It’s mermaid time, bitches and I, for one, am thrilled! I love me a mermaid story in pretty much any capacity, but an evil one? I am so in.

It was my turn to choose the film for Jillian & Christa’s Great Blog Collab 2015, Part 3.

I did think this film was called Killer Mermaids (plural), suggesting multiple fishy babes, but I was mistaken. I avoided all reviews/trailers so as not to spoil the bound to be incredible premise and I’m glad, for this was a fishy treat to the very end (sort of).

Let us begin.

The Film:

Killer Mermaid (2014)
AKA “Nymph” (Original title “Mamula”) – so good, they name it thrice

Where to Watch: 

US Netflix

The Premise:

Two young American women go on a Mediterranean vacation and uncover the watery lair of a killer mermaid hidden beneath an abandoned military fortress. What was once a carefree adventure becomes a deadly fight for survival. (via IMDB)

The Trailer: 

Viewable here.

The Uncondensed Version:

We open with an underwater scene reminiscent of Jaws but without the John Williams soundtrack (there is music and it is trying to be Jaw-sy but failing dismally). The POV shot takes us on a tour of an abandoned shipwreck before veering straight for the surface.

Next we see a series of cheesy holiday snaps between a bald man and his cutesy blonde companion. It’s typical cheeky fair, having japes in a Mediterranean setting while taking lots of pictures. All set to a Euro trash disco track that mentions partying a lot.

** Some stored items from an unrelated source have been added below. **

//! nom grammar for the expression language.
//!
//! ```text
//! expr        := logical_or ( "?" expr ":" expr )?
//! logical_or  := logical_and ( "||" logical_and )*
//! logical_and := equality ( "&&" equality )*
//! equality    := relational ( ("===" | "!==" | "==" | "!=") relational )*
//! relational  := additive ( ("<=" | ">=" | "<" | ">") additive )*
//! additive    := term ( ("+" | "-") term )*
//! term        := unary ( ("*" | "/" | "%") unary )*
//! unary       := ("!" | "-") unary | postfix
//! postfix     := primary ( "." ident "(" args ")" | "." ident | "[" expr "]" )*
//! primary     := number | string | "[" args "]" | "(" expr ")" | ident
//! ```

use nom::{
    branch::alt,
    bytes::complete::{escaped_transform, tag},
    character::complete::{alpha1, alphanumeric1, char, digit1, multispace0, none_of},
    combinator::{all_consuming, map, map_opt, opt, recognize, value},
    error::{convert_error, VerboseError},
    multi::{many0, separated_list0},
    sequence::{delimited, pair, preceded, terminated, tuple},
    IResult,
};
use serde_json::{Number, Value};

use super::ast::{BinaryOp, Expr, LogicalOp, UnaryOp};
use crate::error::{MatrixError, Result};

type PResult<'a, T> = IResult<&'a str, T, VerboseError<&'a str>>;

/// Deepest bracket, ternary or prefix-operator nesting accepted by [`parse`].
pub const MAX_DEPTH: usize = 64;

// ============================================================================
// Public API
// ============================================================================

pub fn parse(source: &str) -> Result<Expr> {
    let trimmed = source.trim();
    if trimmed.is_empty() {
        return Err(MatrixError::EmptyExpression);
    }
    if nesting_depth(trimmed) > MAX_DEPTH {
        return Err(invalid(trimmed, "expression nested too deeply".to_string()));
    }

    match all_consuming(terminated(expression, multispace0))(trimmed) {
        Ok((_, expr)) => Ok(expr),
        Err(nom::Err::Error(e)) | Err(nom::Err::Failure(e)) => {
            Err(invalid(trimmed, convert_error(trimmed, e)))
        }
        Err(nom::Err::Incomplete(_)) => Err(invalid(trimmed, "incomplete input".to_string())),
    }
}

/// Upper bound on how deep the grammar recurses for `source`. Brackets open a
/// frame, each `?` in a frame nests one more ternary (a `,` starts a new
/// argument), and runs of `!`/`-` nest unary operators. Quoted text is skipped.
fn nesting_depth(source: &str) -> usize {
    let mut frames: Vec<usize> = vec![0];
    let mut prefix_run = 0;
    let mut quote: Option<char> = None;
    let mut escaped = false;
    let mut deepest = 0;

    for c in source.chars() {
        if let Some(q) = quote {
            if escaped {
                escaped = false;
            } else if c == '\\' {
                escaped = true;
            } else if c == q {
                quote = None;
            }
            continue;
        }

        match c {
            '\'' | '"' => quote = Some(c),
            '(' | '[' => frames.push(0),
            ')' | ']' if frames.len() > 1 => {
                frames.pop();
            }
            '?' => {
                if let Some(ternaries) = frames.last_mut() {
                    *ternaries += 1;
                }
            }
            ',' => {
                if let Some(ternaries) = frames.last_mut() {
                    *ternaries = 0;
                }
            }
            _ => {}
        }

        if c == '!' || c == '-' {
            prefix_run += 1;
        } else if !c.is_whitespace() {
            prefix_run = 0;
        }

        let depth = frames.len() - 1 + frames.iter().sum::<usize>() + prefix_run;
        deepest = deepest.max(depth);
    }
    deepest
}

fn invalid(source: &str, message: String) -> MatrixError {
    MatrixError::InvalidExpression {
        source_text: source.to_string(),
        message: message.trim_end().to_string(),
    }
}

// ============================================================================
// Operators
// ============================================================================

fn token<'a>(t: &'static str) -> impl FnMut(&'a str) -> PResult<'a, &'a str> {
    preceded(multispace0, tag(t))
}

fn expression(i: &str) -> PResult<'_, Expr> {
    let (i, test) = logical_or(i)?;
    let (i, branches) = opt(pair(
        preceded(token("?"), expression),
        preceded(token(":"), expression),
    ))(i)?;

    let expr = match branches {
        Some((then, otherwise)) => {
            Expr::Conditional(Box::new(test), Box::new(then), Box::new(otherwise))
        }
        None => test,
    };
    Ok((i, expr))
}

fn logical_or(i: &str) -> PResult<'_, Expr> {
    let (i, first) = logical_and(i)?;
    let (i, rest) = many0(preceded(token("||"), logical_and))(i)?;
    Ok((i, fold_logical(LogicalOp::Or, first, rest)))
}

fn logical_and(i: &str) -> PResult<'_, Expr> {
    let (i, first) = equality(i)?;
    let (i, rest) = many0(preceded(token("&&"), equality))(i)?;
    Ok((i, fold_logical(LogicalOp::And, first, rest)))
}

fn fold_logical(op: LogicalOp, first: Expr, rest: Vec<Expr>) -> Expr {
    rest.into_iter()
        .fold(first, |lhs, rhs| Expr::Logical(op, Box::new(lhs), Box::new(rhs)))
}

fn binary_chain<'a>(
    i: &'a str,
    operand: fn(&'a str) -> PResult<'a, Expr>,
    operator: fn(&'a str) -> PResult<'a, BinaryOp>,
) -> PResult<'a, Expr> {
    let (i, first) = operand(i)?;
    let (i, rest) = many0(pair(operator, operand))(i)?;
    let expr = rest.into_iter().fold(first, |lhs, (op, rhs)| {
        Expr::Binary(op, Box::new(lhs), Box::new(rhs))
    });
    Ok((i, expr))
}

fn equality(i: &str) -> PResult<'_, Expr> {
    binary_chain(i, relational, |i| {
        alt((
            value(BinaryOp::StrictEq, token("===")),
            value(BinaryOp::StrictNe, token("!==")),
            value(BinaryOp::Eq, token("==")),
            value(BinaryOp::Ne, token("!=")),
        ))(i)
    })
}

fn relational(i: &str) -> PResult<'_, Expr> {
    binary_chain(i, additive, |i| {
        alt((
            value(BinaryOp::Le, token("<=")),
            value(BinaryOp::Ge, token(">=")),
            value(BinaryOp::Lt, token("<")),
            value(BinaryOp::Gt, token(">")),
        ))(i)
    })
}

fn additive(i: &str) -> PResult<'_, Expr> {
    binary_chain(i, term, |i| {
        alt((
            value(BinaryOp::Add, token("+")),
            value(BinaryOp::Sub, token("-")),
        ))(i)
    })
}

fn term(i: &str) -> PResult<'_, Expr> {
    binary_chain(i, unary, |i| {
        alt((
            value(BinaryOp::Mul, token("*")),
            value(BinaryOp::Div, token("/")),
            value(BinaryOp::Rem, token("%")),
        ))(i)
    })
}

fn unary(i: &str) -> PResult<'_, Expr> {
    alt((
        map(preceded(token("!"), unary), |e| {
            Expr::Unary(UnaryOp::Not, Box::new(e))
        }),
        map(preceded(token("-"), unary), |e| {
            Expr::Unary(UnaryOp::Neg, Box::new(e))
        }),
        postfix,
    ))(i)
}

// ============================================================================
// Member access and calls
// ============================================================================

enum Suffix {
    Method(String, Vec<Expr>),
    Member(String),
    Index(Expr),
}

fn postfix(i: &str) -> PResult<'_, Expr> {
    let (i, base) = primary(i)?;
    let (i, suffixes) = many0(suffix)(i)?;
    let expr = suffixes.into_iter().fold(base, |target, suffix| match suffix {
        Suffix::Method(method, args) => Expr::Call {
            target: Box::new(target),
            method,
            args,
        },
        Suffix::Member(name) => Expr::Member(Box::new(target), name),
        Suffix::Index(key) => Expr::Index(Box::new(target), Box::new(key)),
    });
    Ok((i, expr))
}

fn suffix(i: &str) -> PResult<'_, Suffix> {
    alt((
        map(
            tuple((token("."), identifier, token("("), arguments, token(")"))),
            |(_, name, _, args, _)| Suffix::Method(name.to_string(), args),
        ),
        map(preceded(token("."), identifier), |name| {
            Suffix::Member(name.to_string())
        }),
        map(delimited(token("["), expression, token("]")), Suffix::Index),
    ))(i)
}

fn arguments(i: &str) -> PResult<'_, Vec<Expr>> {
    separated_list0(token(","), expression)(i)
}

// ============================================================================
// Primaries
// ============================================================================

fn primary(i: &str) -> PResult<'_, Expr> {
    alt((
        number,
        map(string_literal, |s| Expr::Literal(Value::String(s))),
        map(delimited(token("["), arguments, token("]")), Expr::Array),
        delimited(token("("), expression, token(")")),
        map(identifier, keyword_or_ident),
    ))(i)
}

fn identifier(i: &str) -> PResult<'_, &str> {
    preceded(
        multispace0,
        recognize(pair(
            alt((alpha1, tag("_"), tag("$"))),
            many0(alt((alphanumeric1, tag("_"), tag("$")))),
        )),
    )(i)
}

fn keyword_or_ident(name: &str) -> Expr {
    match name {
        "true" => Expr::Literal(Value::Bool(true)),
        "false" => Expr::Literal(Value::Bool(false)),
        "null" | "undefined" => Expr::Literal(Value::Null),
        _ => Expr::Ident(name.to_string()),
    }
}

fn number(i: &str) -> PResult<'_, Expr> {
    map_opt(
        preceded(
            multispace0,
            recognize(pair(digit1, opt(pair(char('.'), digit1)))),
        ),
        |text: &str| {
            let value = if text.contains('.') {
                Value::Number(Number::from_f64(text.parse().ok()?)?)
            } else {
                Value::from(text.parse::<i64>().ok()?)
            };
            Some(Expr::Literal(value))
        },
    )(i)
}

fn string_literal(i: &str) -> PResult<'_, String> {
    preceded(multispace0, alt((double_quoted, single_quoted)))(i)
}

fn double_quoted(i: &str) -> PResult<'_, String> {
    delimited(
        char('"'),
        map(
            opt(escaped_transform(none_of("\"\\"), '\\', escape)),
            Option::unwrap_or_default,
        ),
        char('"'),
    )(i)
}

fn single_quoted(i: &str) -> PResult<'_, String> {
    delimited(
        char('\''),
        map(
            opt(escaped_transform(none_of("'\\"), '\\', escape)),
            Option::unwrap_or_default,
        ),
        char('\''),
    )(i)
}

fn escape(i: &str) -> PResult<'_, &'static str> {
    alt((
        value("\\", char('\\')),
        value("\"", char('"')),
        value("'", char('\'')),
        value("\n", char('n')),
        value("\t", char('t')),
        value("\r", char('r')),
    ))(i)
}

#[cfg(test)]
mod tests {
    use super::*;
    use serde_json::json;

    fn ident(name: &str) -> Box<Expr> {
        Box::new(Expr::Ident(name.into()))
    }

    fn lit(v: Value) -> Box<Expr> {
        Box::new(Expr::Literal(v))
    }

    #[test]
    fn member_chain() {
        assert_eq!(
            parse("config.os.name").unwrap(),
            Expr::Member(
                Box::new(Expr::Member(ident("config"), "os".into())),
                "name".into()
            )
        );
    }

    #[test]
    fn precedence() {
        // a || b && c == 'x'
        let expr = parse("a || b && c == 'x'").unwrap();
        assert_eq!(
            expr,
            Expr::Logical(
                LogicalOp::Or,
                ident("a"),
                Box::new(Expr::Logical(
                    LogicalOp::And,
                    ident("b"),
                    Box::new(Expr::Binary(BinaryOp::Eq, ident("c"), lit(json!("x"))))
                ))
            )
        );
    }

    #[test]
    fn strict_operators_win_over_loose() {
        assert!(matches!(
            parse("a === b").unwrap(),
            Expr::Binary(BinaryOp::StrictEq, _, _)
        ));
        assert!(matches!(
            parse("a !== b").unwrap(),
            Expr::Binary(BinaryOp::StrictNe, _, _)
        ));
        assert!(matches!(
            parse("a <= 2").unwrap(),
            Expr::Binary(BinaryOp::Le, _, _)
        ));
    }

    #[test]
    fn ternary_and_calls() {
        let expr = parse("os.startsWith('win') ? 'exe' : ''").unwrap();
        let Expr::Conditional(test, then, otherwise) = expr else {
            panic!("expected conditional");
        };
        assert!(matches!(*test, Expr::Call { ref method, .. } if method == "startsWith"));
        assert_eq!(*then, Expr::Literal(json!("exe")));
        assert_eq!(*otherwise, Expr::Literal(json!("")));
    }

    #[test]
    fn literals() {
        assert_eq!(parse("42").unwrap(), Expr::Literal(json!(42)));
        assert_eq!(parse("1.5").unwrap(), Expr::Literal(json!(1.5)));
        assert_eq!(parse("undefined").unwrap(), Expr::Literal(Value::Null));
        assert_eq!(
            parse(r#""a\"b""#).unwrap(),
            Expr::Literal(json!("a\"b"))
        );
        assert_eq!(
            parse("['x', config['y']]").unwrap(),
            Expr::Array(vec![
                Expr::Literal(json!("x")),
                Expr::Index(ident("config"), lit(json!("y")))
            ])
        );
    }

    #[test]
    fn empty_and_malformed() {
        assert_eq!(parse("   ").unwrap_err(), MatrixError::EmptyExpression);
        for bad in ["a ==", "config.", "(a", "a = b", "'open"] {
            match parse(bad) {
                Err(MatrixError::InvalidExpression { source_text, .. }) => {
                    assert_eq!(source_text, bad.trim());
                }
                other => panic!("{bad}: expected invalid expression, got {other:?}"),
            }
        }
    }

    fn too_deep(source: &str) -> bool {
        matches!(
            parse(source),
            Err(MatrixError::InvalidExpression { message, .. }) if message == "expression nested too deeply"
        )
    }

    #[test]
    fn nesting_is_bounded() {
        let nested = |depth: usize| format!("{}'x'{}", "(".repeat(depth), ")".repeat(depth));

        assert_eq!(parse(&nested(MAX_DEPTH)).unwrap(), Expr::Literal(json!("x")));
        assert!(too_deep(&nested(MAX_DEPTH + 1)));
        assert!(too_deep(&nested(500)));
        assert!(too_deep(&format!("{}x{}", "[".repeat(200), "]".repeat(200))));
        assert!(too_deep(&format!("{}a", "!".repeat(200))));
        assert!(too_deep(&("a ? b : ".repeat(100) + "c")));
    }

    #[test]
    fn quoted_brackets_do_not_count() {
        let text = format!("'{}' + x", "(".repeat(200));
        assert!(matches!(parse(&text).unwrap(), Expr::Binary(BinaryOp::Add, _, _)));

        // Sibling arguments and sequential groups do not add up.
        let wide = vec!["(a ? b : c)"; 100].join(" + ");
        assert!(parse(&wide).is_ok());
    }
}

It’s night time. Baldie and Blondie are by the shore. Blondie takes off her top and asks Baldie if he’s just going to stand there staring. He closes his mouth and strips, but is distracted by a sound rather like (bad) singing. He walks to the edge of the water and is gone. Blondie is inconsolable and while she is screaming for help, a man (?) in Wellington boots comes up behind her and swings a hook/anchor type affair into the back of her head and drags her off. It doesn’t look good for Blondie.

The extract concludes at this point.